**REQUIREMENT**
Where a line in the records below contains the string "logging", tally it; give only the final number.

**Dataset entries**
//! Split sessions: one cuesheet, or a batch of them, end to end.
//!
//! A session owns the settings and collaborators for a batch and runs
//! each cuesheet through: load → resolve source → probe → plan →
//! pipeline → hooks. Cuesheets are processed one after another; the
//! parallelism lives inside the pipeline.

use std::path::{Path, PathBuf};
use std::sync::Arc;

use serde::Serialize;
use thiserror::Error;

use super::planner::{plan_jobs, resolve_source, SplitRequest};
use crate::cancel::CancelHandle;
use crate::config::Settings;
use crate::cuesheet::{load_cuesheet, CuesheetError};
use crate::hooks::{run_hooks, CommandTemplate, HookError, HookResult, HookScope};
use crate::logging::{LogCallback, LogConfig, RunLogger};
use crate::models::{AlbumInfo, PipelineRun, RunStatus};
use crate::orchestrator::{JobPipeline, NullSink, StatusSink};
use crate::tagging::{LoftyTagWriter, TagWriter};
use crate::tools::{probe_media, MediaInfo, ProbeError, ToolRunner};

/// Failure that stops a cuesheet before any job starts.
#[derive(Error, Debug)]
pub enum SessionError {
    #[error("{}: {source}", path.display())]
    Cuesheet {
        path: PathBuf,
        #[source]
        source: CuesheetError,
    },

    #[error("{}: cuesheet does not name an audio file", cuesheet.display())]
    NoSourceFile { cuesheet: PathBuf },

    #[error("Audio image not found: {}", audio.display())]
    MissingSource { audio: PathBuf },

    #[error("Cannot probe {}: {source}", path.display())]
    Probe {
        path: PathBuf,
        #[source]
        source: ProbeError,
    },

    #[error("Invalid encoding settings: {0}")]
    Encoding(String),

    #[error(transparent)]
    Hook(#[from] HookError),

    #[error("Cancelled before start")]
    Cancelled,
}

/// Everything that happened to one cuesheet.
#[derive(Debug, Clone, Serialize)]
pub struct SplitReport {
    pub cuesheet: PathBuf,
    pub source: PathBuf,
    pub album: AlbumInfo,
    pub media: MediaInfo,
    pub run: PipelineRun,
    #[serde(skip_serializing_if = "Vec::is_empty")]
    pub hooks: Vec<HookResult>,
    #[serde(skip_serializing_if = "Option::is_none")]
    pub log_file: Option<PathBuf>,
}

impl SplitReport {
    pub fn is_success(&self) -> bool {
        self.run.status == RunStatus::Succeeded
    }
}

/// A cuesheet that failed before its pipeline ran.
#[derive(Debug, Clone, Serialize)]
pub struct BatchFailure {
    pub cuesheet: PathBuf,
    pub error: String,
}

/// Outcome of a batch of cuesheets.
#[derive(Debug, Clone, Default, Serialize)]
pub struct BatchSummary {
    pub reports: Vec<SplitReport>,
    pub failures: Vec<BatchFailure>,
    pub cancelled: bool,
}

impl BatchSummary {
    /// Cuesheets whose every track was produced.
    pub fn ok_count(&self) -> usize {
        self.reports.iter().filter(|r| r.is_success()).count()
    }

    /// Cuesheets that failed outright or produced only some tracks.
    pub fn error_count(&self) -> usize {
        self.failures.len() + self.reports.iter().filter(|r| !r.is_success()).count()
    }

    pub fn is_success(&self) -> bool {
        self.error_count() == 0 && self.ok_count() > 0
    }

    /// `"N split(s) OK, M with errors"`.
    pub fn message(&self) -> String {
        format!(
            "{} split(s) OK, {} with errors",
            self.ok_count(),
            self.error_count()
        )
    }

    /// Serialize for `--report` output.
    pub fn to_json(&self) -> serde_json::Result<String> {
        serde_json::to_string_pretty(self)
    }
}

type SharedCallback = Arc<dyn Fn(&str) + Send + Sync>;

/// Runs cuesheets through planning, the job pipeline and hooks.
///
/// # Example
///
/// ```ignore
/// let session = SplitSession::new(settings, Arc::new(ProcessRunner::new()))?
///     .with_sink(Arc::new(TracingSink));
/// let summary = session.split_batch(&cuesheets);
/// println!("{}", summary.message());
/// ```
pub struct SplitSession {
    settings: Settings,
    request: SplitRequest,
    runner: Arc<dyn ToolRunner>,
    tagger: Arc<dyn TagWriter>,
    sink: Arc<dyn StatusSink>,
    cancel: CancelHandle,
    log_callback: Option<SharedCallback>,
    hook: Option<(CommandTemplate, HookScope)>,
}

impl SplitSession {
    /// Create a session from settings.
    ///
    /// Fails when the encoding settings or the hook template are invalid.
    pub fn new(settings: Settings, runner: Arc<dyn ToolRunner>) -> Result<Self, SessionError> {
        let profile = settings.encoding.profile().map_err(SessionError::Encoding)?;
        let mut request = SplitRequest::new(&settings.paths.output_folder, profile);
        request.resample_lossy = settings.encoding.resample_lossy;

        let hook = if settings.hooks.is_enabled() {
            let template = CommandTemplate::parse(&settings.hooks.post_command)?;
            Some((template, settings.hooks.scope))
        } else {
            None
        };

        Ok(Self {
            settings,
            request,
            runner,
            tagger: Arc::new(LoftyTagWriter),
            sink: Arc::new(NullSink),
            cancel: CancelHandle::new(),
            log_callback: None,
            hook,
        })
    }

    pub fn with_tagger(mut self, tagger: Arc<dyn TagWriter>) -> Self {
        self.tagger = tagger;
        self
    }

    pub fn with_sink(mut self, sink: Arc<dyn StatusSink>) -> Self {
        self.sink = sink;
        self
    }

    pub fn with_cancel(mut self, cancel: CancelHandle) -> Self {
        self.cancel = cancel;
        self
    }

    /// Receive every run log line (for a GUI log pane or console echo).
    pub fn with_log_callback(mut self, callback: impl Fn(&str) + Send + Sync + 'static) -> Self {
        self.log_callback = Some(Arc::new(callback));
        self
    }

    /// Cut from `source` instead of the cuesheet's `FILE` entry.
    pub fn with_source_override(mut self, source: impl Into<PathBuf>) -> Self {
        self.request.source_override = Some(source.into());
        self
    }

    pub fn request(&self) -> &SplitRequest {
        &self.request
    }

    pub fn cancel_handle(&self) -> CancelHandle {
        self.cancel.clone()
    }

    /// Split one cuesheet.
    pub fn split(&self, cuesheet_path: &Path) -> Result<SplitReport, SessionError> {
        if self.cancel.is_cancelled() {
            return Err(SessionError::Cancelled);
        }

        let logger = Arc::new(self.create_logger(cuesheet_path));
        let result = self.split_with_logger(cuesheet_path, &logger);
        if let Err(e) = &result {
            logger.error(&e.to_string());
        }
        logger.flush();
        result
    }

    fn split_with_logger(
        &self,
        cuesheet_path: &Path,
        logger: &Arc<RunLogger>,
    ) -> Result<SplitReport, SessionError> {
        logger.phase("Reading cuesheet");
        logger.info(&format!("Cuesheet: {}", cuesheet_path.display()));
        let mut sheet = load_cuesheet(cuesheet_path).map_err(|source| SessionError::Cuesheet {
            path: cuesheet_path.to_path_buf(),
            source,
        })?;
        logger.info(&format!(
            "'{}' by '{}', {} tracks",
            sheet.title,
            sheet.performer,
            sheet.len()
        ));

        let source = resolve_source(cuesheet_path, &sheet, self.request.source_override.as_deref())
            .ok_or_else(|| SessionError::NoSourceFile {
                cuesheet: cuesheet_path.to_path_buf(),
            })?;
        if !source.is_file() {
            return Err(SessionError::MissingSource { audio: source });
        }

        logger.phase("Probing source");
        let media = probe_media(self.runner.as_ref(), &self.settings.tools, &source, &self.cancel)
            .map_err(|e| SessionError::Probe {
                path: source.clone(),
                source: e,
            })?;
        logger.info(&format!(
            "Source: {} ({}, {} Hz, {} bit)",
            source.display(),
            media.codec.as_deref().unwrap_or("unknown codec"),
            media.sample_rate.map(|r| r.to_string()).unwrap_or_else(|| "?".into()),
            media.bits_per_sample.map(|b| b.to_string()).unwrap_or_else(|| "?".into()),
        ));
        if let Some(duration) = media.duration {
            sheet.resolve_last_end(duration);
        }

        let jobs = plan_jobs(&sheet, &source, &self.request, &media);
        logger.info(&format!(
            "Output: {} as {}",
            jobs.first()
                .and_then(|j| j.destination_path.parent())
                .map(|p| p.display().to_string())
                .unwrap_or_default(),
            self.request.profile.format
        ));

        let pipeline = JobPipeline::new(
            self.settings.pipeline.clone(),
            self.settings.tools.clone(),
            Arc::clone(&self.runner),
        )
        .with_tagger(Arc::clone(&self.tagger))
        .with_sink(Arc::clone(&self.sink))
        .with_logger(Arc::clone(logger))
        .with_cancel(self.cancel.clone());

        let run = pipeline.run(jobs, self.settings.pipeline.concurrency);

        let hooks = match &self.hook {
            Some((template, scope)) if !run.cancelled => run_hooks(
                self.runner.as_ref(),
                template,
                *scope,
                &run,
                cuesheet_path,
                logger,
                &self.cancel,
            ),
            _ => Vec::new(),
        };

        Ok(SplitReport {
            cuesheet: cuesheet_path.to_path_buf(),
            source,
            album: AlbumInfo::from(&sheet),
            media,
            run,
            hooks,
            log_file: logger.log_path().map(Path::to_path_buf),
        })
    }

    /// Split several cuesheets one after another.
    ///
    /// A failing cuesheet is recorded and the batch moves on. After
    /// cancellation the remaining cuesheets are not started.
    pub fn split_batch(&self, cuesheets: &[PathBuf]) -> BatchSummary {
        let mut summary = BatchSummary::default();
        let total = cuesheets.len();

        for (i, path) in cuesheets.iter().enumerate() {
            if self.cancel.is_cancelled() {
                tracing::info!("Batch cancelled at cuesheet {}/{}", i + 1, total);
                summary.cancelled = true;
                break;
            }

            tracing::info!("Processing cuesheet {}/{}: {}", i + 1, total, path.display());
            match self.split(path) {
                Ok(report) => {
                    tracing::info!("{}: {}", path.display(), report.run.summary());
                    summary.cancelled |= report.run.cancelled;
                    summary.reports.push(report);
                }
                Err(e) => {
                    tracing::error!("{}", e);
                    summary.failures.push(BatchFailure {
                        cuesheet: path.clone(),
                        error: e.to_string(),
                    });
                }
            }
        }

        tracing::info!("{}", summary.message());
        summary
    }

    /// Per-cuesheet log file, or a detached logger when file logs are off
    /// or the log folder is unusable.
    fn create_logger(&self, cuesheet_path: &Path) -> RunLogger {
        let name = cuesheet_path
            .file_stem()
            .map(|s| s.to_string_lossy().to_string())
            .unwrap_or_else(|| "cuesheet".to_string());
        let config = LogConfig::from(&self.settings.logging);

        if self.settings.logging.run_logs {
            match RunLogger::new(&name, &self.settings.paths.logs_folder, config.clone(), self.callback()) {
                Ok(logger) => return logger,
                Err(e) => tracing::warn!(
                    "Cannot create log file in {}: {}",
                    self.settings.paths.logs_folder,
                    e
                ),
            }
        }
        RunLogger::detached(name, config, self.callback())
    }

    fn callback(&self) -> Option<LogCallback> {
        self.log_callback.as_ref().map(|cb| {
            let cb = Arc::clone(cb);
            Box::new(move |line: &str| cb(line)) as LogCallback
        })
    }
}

**ANSWER SPACE**
3